Memphis is opening its checkbook to nudge more “missing middle” homes onto the market. The city is now taking applications for a new Middle-Income Housing Pilot that pays developers to build duplexes, townhomes and small multifamily buildings targeted to households earning roughly 80 to 120 percent of area median income.

Awards range from $60,000 to $350,000 per project, with support capped at $20,000 per unit. The online application window is open through 4 p.m. on March 27, 2026. In exchange for the public money, projects that receive MI-Pilot funds must sign a five-year affordability covenant that includes a cap of 3 percent per year on rent increases while the covenant is in effect.

What the pilot pays for

MI-Pilot funding is structured as a mix of partial grants and loans designed to help small infill deals actually make it from pro forma to construction. The program sets a minimum award of $60,000 and a maximum of $350,000 per project, reimburses recipients only after they hit approved milestones, and limits assistance to about $20,000 per unit, according to the MI-Pilot guidelines.
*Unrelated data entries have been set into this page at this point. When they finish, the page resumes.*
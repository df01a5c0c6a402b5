use serenity::all::{
    ButtonStyle, CreateActionRow, CreateButton, CreateSelectMenu, CreateSelectMenuKind,
    CreateSelectMenuOption,
};

use crate::{
    error::wizard::WizardError,
    model::{
        activity::{Activity, KNOWN_ACTIVITIES},
        notice::{Notice, INFO_COLOR_1},
        wizard::{custom_id, Route, WizardStep, GAME_SELECT_PAYLOAD},
    },
    service::wizard::{finalize::details_modal, WizardReply},
};

/// Reply to the "Create New Event" button: the activity menu plus a custom option.
pub fn game_menu() -> WizardReply {
    let options = KNOWN_ACTIVITIES
        .iter()
        .map(|known| {
            CreateSelectMenuOption::new(known.activity().label(), known.key)
                .description(format!("Up to {} members", known.max_members))
        })
        .collect();

    let menu = CreateSelectMenu::new(
        custom_id(
            Route::Wizard(WizardStep::GameSelection),
            Some(GAME_SELECT_PAYLOAD),
        ),
        CreateSelectMenuKind::String { options },
    )
    .placeholder("Pick a game/activity");

    let custom = CreateButton::new(custom_id(
        Route::Wizard(WizardStep::CreateCustomEvent),
        None,
    ))
    .label("Create Custom Event")
    .style(ButtonStyle::Primary);

    WizardReply::Ephemeral {
        notice: Notice::new(INFO_COLOR_1, "Please select a game/activity from the menu below.")
            .description(
                "If your game/activity is not listed, click `Create Custom Event` to describe it \
                 yourself.",
            ),
        components: vec![
            CreateActionRow::SelectMenu(menu),
            CreateActionRow::Buttons(vec![custom]),
        ],
    }
}

/// Handles the select menu: a known activity skips straight to the details modal.
///
/// # Returns
/// - `Ok(WizardReply::Modal)` - Details modal for the picked activity
/// - `Err(WizardError::MissingSelection)` - No value was submitted
/// - `Err(WizardError::UnknownActivity)` - The key is not in the catalogue
pub fn pick_activity(values: &[String]) -> Result<WizardReply, WizardError> {
    let key = values.first().ok_or(WizardError::MissingSelection)?;
    let activity = Activity::known(key).ok_or_else(|| WizardError::UnknownActivity(key.clone()))?;

    Ok(WizardReply::Modal(details_modal(&activity)))
}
Who can apply and what they can build

Nonprofit and for-profit developers, community development corporations and CHDOs are all eligible to apply. Individual homeowners, however, are not eligible for direct funding under this pilot. Applicants can pitch new construction or rehabilitation of 2 to 10 unit structures, infill single-family homes or small apartment-style buildings, a menu of options that targets modest-scale projects while still adding density.

What “affordable” looks like

The MI-Pilot does not leave the numbers to guesswork. The city spells out attainable rent ranges that currently run from roughly $1,155 to $1,450 for a one-bedroom and about $1,700 to $2,000 for a four-bedroom. The guidance also recommends sale-price bands tied to area median income, requires a five-year affordability period enforced with a lien on the property, and limits rent increases to no more than 3 percent annually during that term, according to the MI-Pilot guidelines.

How to apply and the calendar

Developers must submit completed applications through the Neighborly online portal. The application window opened on Feb. 3, 2026 and will close at 4 p.m. on March 27, 2026, with city staff set to review submissions and send award notices in April, according to LocalMemphis. Alongside the main funding, the city is promoting a separate Pre-Development Assistance grant and informational workshops for emerging developers to help chip away at early site and utility costs that often stall smaller projects.

Why it matters

Memphis has a lot of households stuck in the uncomfortable middle. The city’s median household income sits at roughly $51,736, which leaves many residents earning too much for traditional low-income subsidies but still feeling the squeeze of rising housing costs, according to U.S. Census QuickFacts. City officials and local reporters say the MI-Pilot is meant to serve that group by encouraging modest-density homes in service-rich neighborhoods and by helping smaller, local developers build the kind of attainable housing that working families keep asking for.